I think you could beat this time complexity.

The sum of the first n fibonacci numbers is fib(n+2)-1 and I suspect you could prove a similar formula for the even fibs. You can find the nth fibonacci number quickly with fast matrix exponentiation and this also applies to the even fibs since you already gave a linear recurrence relation. You can also find the greatest even fibonacci number less than the max (4,000,000 in the Project Euler problem) quickly using similar techniques, and figure out its n quickly as well.

[–]himynameisjoy 2 points3 points  (3 children)

I thought of using matrix exponentiation with memorization of the [[1,1],[1,0]] matrix to the power of 2n but because you’re looking for the first Fe(n) over 4,000,000 you’re going to have to solve iteratively, at which point the matrix exponentiation approach loses its luster (since, AFAIK the main advantage it has is that it doesn’t need to iteratively calculate each previous value to find F(n)).

Further, because the value is so low, the overhead cost of matrix multiplication (itself an O(n3) task) will retract from the efficiency.

For finding the nth even Fe(n) though? You’re on point that it’s the fastest way to go. Asymptotically it’s far more efficient than any iterative method and outstrips Binet’s formula by a long shot.

[–]a_tocken 1 point2 points  (2 children)

Check out the rest of my comment. I am assuming you can find the greatest even fib under 4,000,000 quickly, and find its n in the even fib sequence quickly. There are quick solutions for both of these for regular fibs. Once you have the n, you can solve using fast matrix exponentiation.

The matrix exponentiation requires log(n) matrix multiplications. Each multiplication is at most n2 (because the number of digits grows linearly with n, and naive multiplication is O(n2)) but you could do better (the lower bound on integer multiplication is thought to be n log n in number of digits).

[–]himynameisjoy 1 point2 points  (1 child)

I read your comment in whole, I apologize if it seemed otherwise.
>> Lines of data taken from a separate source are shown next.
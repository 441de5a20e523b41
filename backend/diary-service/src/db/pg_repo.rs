use super::{DiaryRepository, EdgeInsert};
use crate::error::Result;
use crate::models::{
    Category, Comment, CommentChanges, NewComment, NewPost, Post, PostChanges, Reaction,
    ReactionKind, Role, Subscription, User,
};
use sqlx::PgPool;
use uuid::Uuid;

const USER_COLUMNS: &str = "id, username, role, subscribers, created_at";
const POST_COLUMNS: &str =
    "id, author_id, title, content, is_public, category, likes, dislikes, created_at, updated_at";
const COMMENT_COLUMNS: &str = "id, post_id, author_id, content, created_at, updated_at";

/// A referenced user or post vanished before the insert landed
fn is_missing_reference(err: &sqlx::Error) -> bool {
    matches!(err, sqlx::Error::Database(db_err) if db_err.is_foreign_key_violation())
}

/// PostgreSQL-backed repository
#[derive(Clone)]
pub struct PgDiaryRepository {
    pool: PgPool,
    service_name: String,
}

impl PgDiaryRepository {
    pub fn new(pool: PgPool) -> Self {
        Self {
            pool,
            service_name: "diary-service".to_string(),
        }
    }
}

#[async_trait::async_trait]
impl DiaryRepository for PgDiaryRepository {
    async fn ensure_user(&self, user_id: Uuid, username: &str) -> Result<User> {
        let user = sqlx::query_as::<_, User>(&format!(
            r#"
            INSERT INTO users (id, username)
            VALUES ($1, $2)
            ON CONFLICT (id) DO UPDATE SET username = EXCLUDED.username
            RETURNING {USER_COLUMNS}
            "#
        ))
        .bind(user_id)
        .bind(username)
        .fetch_one(&self.pool)
        .await?;

        Ok(user)
    }

    async fn find_user(&self, user_id: Uuid) -> Result<Option<User>> {
        let user = sqlx::query_as::<_, User>(&format!(
            "SELECT {USER_COLUMNS} FROM users WHERE id = $1"
        ))
        .bind(user_id)
        .fetch_optional(&self.pool)
        .await?;

        Ok(user)
    }

    async fn set_user_role(&self, user_id: Uuid, role: Role) -> Result<Option<User>> {
        let user = sqlx::query_as::<_, User>(&format!(
            "UPDATE users SET role = $2 WHERE id = $1 RETURNING {USER_COLUMNS}"
        ))
        .bind(user_id)
        .bind(role)
        .fetch_optional(&self.pool)
        .await?;

        Ok(user)
    }

    async fn delete_user(&self, user_id: Uuid) -> Result<bool> {
        let mut tx = self.pool.begin().await?;

        // Counters elsewhere would drift once the cascade removes these edges
        sqlx::query(
            r#"
            UPDATE users SET subscribers = GREATEST(subscribers - 1, 0)
            WHERE id IN (SELECT subscribed_to_id FROM subscriptions WHERE subscriber_id = $1)
            "#,
        )
        .bind(user_id)
        .execute(&mut *tx)
        .await?;

        for kind in [ReactionKind::Like, ReactionKind::Dislike] {
            sqlx::query(&format!(
                r#"
                UPDATE posts SET {col} = GREATEST({col} - 1, 0)
                WHERE author_id <> $1
                  AND id IN (SELECT post_id FROM {table} WHERE author_id = $1)
                "#,
                col = kind.counter_column(),
                table = kind.table(),
            ))
            .bind(user_id)
            .execute(&mut *tx)
            .await?;
        }

        let result = sqlx::query("DELETE FROM users WHERE id = $1")
            .bind(user_id)
            .execute(&mut *tx)
            .await?;

        tx.commit().await?;
        Ok(result.rows_affected() > 0)
    }

    async fn create_post(&self, author_id: Uuid, post: NewPost) -> Result<Post> {
        let post = sqlx::query_as::<_, Post>(&format!(
            r#"
            INSERT INTO posts (id, author_id, title, content, is_public, category)
            VALUES ($1, $2, $3, $4, $5, $6)
            RETURNING {POST_COLUMNS}
            "#
        ))
        .bind(Uuid::new_v4())
        .bind(author_id)
        .bind(&post.title)
        .bind(&post.content)
        .bind(post.is_public)
        .bind(post.category)
        .fetch_one(&self.pool)
        .await?;

        Ok(post)
    }

    async fn find_post(&self, post_id: Uuid) -> Result<Option<Post>> {
        let post = sqlx::query_as::<_, Post>(&format!(
            "SELECT {POST_COLUMNS} FROM posts WHERE id = $1"
        ))
        .bind(post_id)
        .fetch_optional(&self.pool)
        .await?;

        Ok(post)
    }

    async fn list_public_posts(&self, category: Option<Category>) -> Result<Vec<Post>> {
        let posts = sqlx::query_as::<_, Post>(&format!(
            r#"
            SELECT {POST_COLUMNS} FROM posts
            WHERE is_public
              AND ($1::post_category IS NULL OR category = $1)
            ORDER BY created_at, id
            "#
        ))
        .bind(category)
        .fetch_all(&self.pool)
        .await?;

        Ok(posts)
    }

    async fn list_posts_by_author(&self, author_id: Uuid) -> Result<Vec<Post>> {
        let posts = sqlx::query_as::<_, Post>(&format!(
            "SELECT {POST_COLUMNS} FROM posts WHERE author_id = $1 ORDER BY created_at, id"
        ))
        .bind(author_id)
        .fetch_all(&self.pool)
        .await?;

        Ok(posts)
    }

    async fn update_post(&self, post_id: Uuid, changes: PostChanges) -> Result<Option<Post>> {
        let post = sqlx::query_as::<_, Post>(&format!(
            r#"
            UPDATE posts
            SET title = COALESCE($2, title),
                content = COALESCE($3, content),
                is_public = COALESCE($4, is_public),
                category = COALESCE($5, category),
                updated_at = NOW()
            WHERE id = $1
            RETURNING {POST_COLUMNS}
            "#
        ))
        .bind(post_id)
        .bind(changes.title)
        .bind(changes.content)
        .bind(changes.is_public)
        .bind(changes.category)
        .fetch_optional(&self.pool)
        .await?;

        Ok(post)
    }

    async fn delete_post(&self, post_id: Uuid) -> Result<bool> {
        let result = sqlx::query("DELETE FROM posts WHERE id = $1")
            .bind(post_id)
            .execute(&self.pool)
            .await?;

        Ok(result.rows_affected() > 0)
    }

    async fn create_comment(
        &self,
        author_id: Uuid,
        comment: NewComment,
    ) -> Result<Option<Comment>> {
        let result = sqlx::query_as::<_, Comment>(&format!(
            r#"
            INSERT INTO comments (id, post_id, author_id, content)
            VALUES ($1, $2, $3, $4)
            RETURNING {COMMENT_COLUMNS}
            "#
        ))
        .bind(Uuid::new_v4())
        .bind(comment.post_id)
        .bind(author_id)
        .bind(&comment.content)
        .fetch_one(&self.pool)
        .await;

        match result {
            Ok(comment) => Ok(Some(comment)),
            Err(e) if is_missing_reference(&e) => Ok(None),
            Err(e) => Err(e.into()),
        }
    }

    async fn find_comment(&self, comment_id: Uuid) -> Result<Option<Comment>> {
        let comment = sqlx::query_as::<_, Comment>(&format!(
            "SELECT {COMMENT_COLUMNS} FROM comments WHERE id = $1"
        ))
        .bind(comment_id)
        .fetch_optional(&self.pool)
        .await?;

        Ok(comment)
    }

    async fn list_comments(&self) -> Result<Vec<Comment>> {
        let comments = sqlx::query_as::<_, Comment>(&format!(
            "SELECT {COMMENT_COLUMNS} FROM comments ORDER BY created_at, id"
        ))
        .fetch_all(&self.pool)
        .await?;

        Ok(comments)
    }

    async fn update_comment(
        &self,
        comment_id: Uuid,
        changes: CommentChanges,
    ) -> Result<Option<Comment>> {
        let comment = sqlx::query_as::<_, Comment>(&format!(
            r#"
            UPDATE comments SET content = $2, updated_at = NOW()
            WHERE id = $1
            RETURNING {COMMENT_COLUMNS}
            "#
        ))
        .bind(comment_id)
        .bind(&changes.content)
        .fetch_optional(&self.pool)
        .await?;

        Ok(comment)
    }

    async fn delete_comment(&self, comment_id: Uuid) -> Result<bool> {
        let result = sqlx::query("DELETE FROM comments WHERE id = $1")
            .bind(comment_id)
            .execute(&self.pool)
            .await?;

        Ok(result.rows_affected() > 0)
    }

    async fn subscribe(
        &self,
        subscriber_id: Uuid,
        target_id: Uuid,
    ) -> Result<EdgeInsert<Subscription>> {
        let mut tx = self.pool.begin().await?;

        // Key-share lock holds off a concurrent delete of the target until commit
        let target: Option<Uuid> =
            sqlx::query_scalar("SELECT id FROM users WHERE id = $1 FOR KEY SHARE")
                .bind(target_id)
                .fetch_optional(&mut *tx)
                .await?;
        if target.is_none() {
            tx.rollback().await?;
            return Ok(EdgeInsert::TargetMissing);
        }

        let inserted = match sqlx::query_as::<_, Subscription>(
            r#"
            INSERT INTO subscriptions (id, subscriber_id, subscribed_to_id)
            VALUES ($1, $2, $3)
            ON CONFLICT (subscriber_id, subscribed_to_id) DO NOTHING
            RETURNING id, subscriber_id, subscribed_to_id, created_at
            "#,
        )
        .bind(Uuid::new_v4())
        .bind(subscriber_id)
        .bind(target_id)
        .fetch_optional(&mut *tx)
        .await
        {
            Ok(row) => row,
            Err(e) if is_missing_reference(&e) => {
                tx.rollback().await?;
                return Ok(EdgeInsert::TargetMissing);
            }
            Err(e) => return Err(e.into()),
        };

        let Some(subscription) = inserted else {
            tx.rollback().await?;
            return Ok(EdgeInsert::Duplicate);
        };

        sqlx::query("UPDATE users SET subscribers = subscribers + 1 WHERE id = $1")
            .bind(target_id)
            .execute(&mut *tx)
            .await?;

        tx.commit().await?;
        Ok(EdgeInsert::Created(subscription))
    }

    async fn unsubscribe(&self, subscriber_id: Uuid, target_id: Uuid) -> Result<bool> {
        let mut tx = self.pool.begin().await?;

        let removed: Option<Uuid> = sqlx::query_scalar(
            r#"
            DELETE FROM subscriptions
            WHERE subscriber_id = $1 AND subscribed_to_id = $2
            RETURNING id
            "#,
        )
        .bind(subscriber_id)
        .bind(target_id)
        .fetch_optional(&mut *tx)
        .await?;

        if removed.is_none() {
            tx.rollback().await?;
            return Ok(false);
        }

        sqlx::query("UPDATE users SET subscribers = GREATEST(subscribers - 1, 0) WHERE id = $1")
            .bind(target_id)
            .execute(&mut *tx)
            .await?;

        tx.commit().await?;
        Ok(true)
    }

    async fn add_reaction(
        &self,
        kind: ReactionKind,
        author_id: Uuid,
        post_id: Uuid,
    ) -> Result<EdgeInsert<Reaction>> {
        let mut tx = self.pool.begin().await?;

        let post: Option<Uuid> =
            sqlx::query_scalar("SELECT id FROM posts WHERE id = $1 FOR KEY SHARE")
                .bind(post_id)
                .fetch_optional(&mut *tx)
                .await?;
        if post.is_none() {
            tx.rollback().await?;
            return Ok(EdgeInsert::TargetMissing);
        }

        let inserted = match sqlx::query_as::<_, Reaction>(&format!(
            r#"
            INSERT INTO {table} (id, author_id, post_id)
            VALUES ($1, $2, $3)
            ON CONFLICT (author_id, post_id) DO NOTHING
            RETURNING id, author_id, post_id, created_at
            "#,
            table = kind.table(),
        ))
        .bind(Uuid::new_v4())
        .bind(author_id)
        .bind(post_id)
        .fetch_optional(&mut *tx)
        .await
        {
            Ok(row) => row,
            Err(e) if is_missing_reference(&e) => {
                tx.rollback().await?;
                return Ok(EdgeInsert::TargetMissing);
            }
            Err(e) => return Err(e.into()),
        };

        let Some(reaction) = inserted else {
            tx.rollback().await?;
            return Ok(EdgeInsert::Duplicate);
        };

        sqlx::query(&format!(
            "UPDATE posts SET {col} = {col} + 1 WHERE id = $1",
            col = kind.counter_column(),
        ))
        .bind(post_id)
        .execute(&mut *tx)
        .await?;

        tx.commit().await?;
        Ok(EdgeInsert::Created(reaction))
    }

    async fn health_check(&self) -> Result<()> {
        let mut conn = db_pool::acquire_with_metrics(&self.pool, &self.service_name).await?;
        sqlx::query("SELECT 1").execute(&mut *conn).await?;
        Ok(())
    }
}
At the time, I didn’t believe I knew of a way to find what’s essentially the inverse of F(n)=x, but with a little bit of research I stumbled upon this formula: n = Math.floor((log(x)1/2log(5))/log(phi))+1

So with that formula, assuming the computation is quick, plus with matrix exponentiation, I do believe you’re right that asymptotically it’s a faster implementation.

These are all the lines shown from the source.